Eva KAVIAN, Le trésor d’Hugo Doigny,  Bruxelles, Luc Pire, 2015, 135 p., 10 €/ePub : 6.49€

kavianC’est au cœur de Namur que l’auteure malonnoise Eva Kavian transporte le lecteur. On y suit Hugo, historien n’ayant jamais obtenu le moindre diplôme, passionné de sa ville et de lecture et guide saisonnier depuis cinq ans à la majestueuse Citadelle. Mais Le Trésor d’Hugo Doigny, c’est aussi l’histoire de femmes, de beaucoup de femmes ! Il y a d’abord Charlotte, ensuite Vinciane, Laetitia, Ginette, Brigitte et enfin Axelle. Leur point commun : toutes sont tristes, seules ou abandonnées par leur mari.

« Plus jamais il ne laisserait une femme souffrir, il se l’était juré. Tout ce qui était en son pouvoir pour le bonheur d’une femme, il le mettrait en œuvre. Son œuvre. » Ainsi Hugo consacre-t-il ses longs mois d’hibernation, loin des « horaires de dingue en français, néerlandais et anglais », à conquérir le cœur de ces dames et à les rendre heureuses en les demandant en mariage… Pourquoi ce serment ? Au fur et à mesure des pages tournées, les questions affluent, en même temps qu’on en apprend toujours plus sur le passé – douloureux – d’Hugo. Derrière ce solitaire attachant au(x) secret(s) inavouable(s), Montois d’origine installé à Namur depuis dix ans dans un appartement de la rue des Brasseurs, se cache une personnalité complexe marquée par la mort prématurée de ses parents dans un accident de voiture et par sa relation avec Marlène, historienne engagée comme guide d’été à la Citadelle, qui l’a quitté après deux années d’amour…

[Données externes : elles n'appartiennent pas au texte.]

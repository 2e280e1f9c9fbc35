//! # Stack
//!
//! A generic last-in-first-out container.
//!
//! ## State Machine
//! ```text
//! ┌─────────────────────────────────────────────────────────────────────────┐
//! │                                                                         │
//! │               push                                                      │
//! │   ┌───────┐ ────────────► ┌──────────┐ ──┐ push / pop (size > 1)        │
//! │   │ Empty │               │ NonEmpty │ ◄─┘                              │
//! │   └───────┘ ◄──────────── └──────────┘                                  │
//! │     │  ▲    pop (size==1)                                               │
//! │     │  │    clear                                                       │
//! │     └──┘                                                                │
//! │   pop / peek → CoreError::EmptyStack                                    │
//! │                                                                         │
//! └─────────────────────────────────────────────────────────────────────────┘
//! ```
//!
//! ## Usage
//! ```rust
//! use shopkit_core::stack::Stack;
//!
//! let mut stack = Stack::new();
//! stack.push(1);
//! stack.push(2);
//!
//! assert_eq!(stack.peek().unwrap(), &2);
//! assert_eq!(stack.pop().unwrap(), 2);
//! assert_eq!(stack.size(), 1);
//! ```

use serde::{Deserialize, Serialize};

use crate::error::{CoreError, CoreResult};

/// Last-in-first-out container backed by a `Vec`.
///
/// The end of the vector is the top of the stack.
#[derive(Debug, Clone, PartialEq, Eq, Serialize, Deserialize)]
#[serde(transparent)]
pub struct Stack<T> {
    items: Vec<T>,
}

impl<T> Stack<T> {
    /// Creates an empty stack.
    pub const fn new() -> Self {
        Stack { items: Vec::new() }
    }

    /// Puts `item` on top of the stack.
    #[inline]
    pub fn push(&mut self, item: T) {
        self.items.push(item);
    }

    /// Removes and returns the top item.
    ///
    /// ## Errors
    /// [`CoreError::EmptyStack`] when there is nothing to pop.
    pub fn pop(&mut self) -> CoreResult<T> {
        self.items
            .pop()
            .ok_or(CoreError::EmptyStack { operation: "pop" })
    }

    /// Returns the top item without removing it.
    ///
    /// ## Errors
    /// [`CoreError::EmptyStack`] when the stack holds nothing.
    pub fn peek(&self) -> CoreResult<&T> {
        self.items
            .last()
            .ok_or(CoreError::EmptyStack { operation: "peek" })
    }

    /// Returns true if the stack holds no items.
    #[inline]
    pub fn is_empty(&self) -> bool {
        self.items.is_empty()
    }

    /// Returns the number of items on the stack.
    #[inline]
    pub fn size(&self) -> usize {
        self.items.len()
    }

    /// Removes every item.
    pub fn clear(&mut self) {
        self.items.clear();
    }

    /// Iterates from the top of the stack down to the bottom.
    pub fn iter(&self) -> impl Iterator<Item = &T> + '_ {
        self.items.iter().rev()
    }

    /// Consumes the stack, returning items bottom first.
    pub fn into_vec(self) -> Vec<T> {
        self.items
    }
}

impl<T> Default for Stack<T> {
    fn default() -> Self {
        Stack::new()
    }
}

/// Items are pushed in iteration order, so the last one ends up on top.
impl<T> FromIterator<T> for Stack<T> {
    fn from_iter<I: IntoIterator<Item = T>>(iter: I) -> Self {
        Stack {
            items: iter.into_iter().collect(),
        }
    }
}

impl<T> Extend<T> for Stack<T> {
    fn extend<I: IntoIterator<Item = T>>(&mut self, iter: I) {
        self.items.extend(iter);
    }
}

// =============================================================================
// Unit Tests
// =============================================================================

À travers son mystérieux héros, Eva Kavian nous emmène pour une petite balade à travers l’architecture, les curiosités, le patrimoine et les bonnes adresses de Namur. Le lecteur se laisse volontiers enivrer par les effluves de torréfaction des Cafés Delahaut et les essences de la Parfumerie Guy Delforge, conduire dans les galeries des souterrains de la Citadelle, conter le passé prestigieux de la capitale wallonne, imprégner de l’ambiance délicieusement provinciale de ses rues, cafés et restaurants.

Avec son style simple et ses personnages variés – Chrichri, la directrice overbookée du service Animation de la Citadelle, Régis, libraire avisé de chez Point Virgule, Vinciane, « sympa mais moche », Laetitia, aux « lolos farcis d’œstrogènes », Ginette, « puante, sale, indigente », Axelle, « au crâne somptueux » ou encore Françoise avec sa « préférence pour les jeunes trentenaires bien bâtis » – l’auteure signe une histoire où l’humour et la dérision côtoient subtilement malheur et tragédie et dont le titre offre un sympathique clin d’œil aux remarquables pièces, bien connues des Namurois, exécutées par l’atelier du moine et orfèvre mosan du prieuré d’Oignies, au XIIIe siècle.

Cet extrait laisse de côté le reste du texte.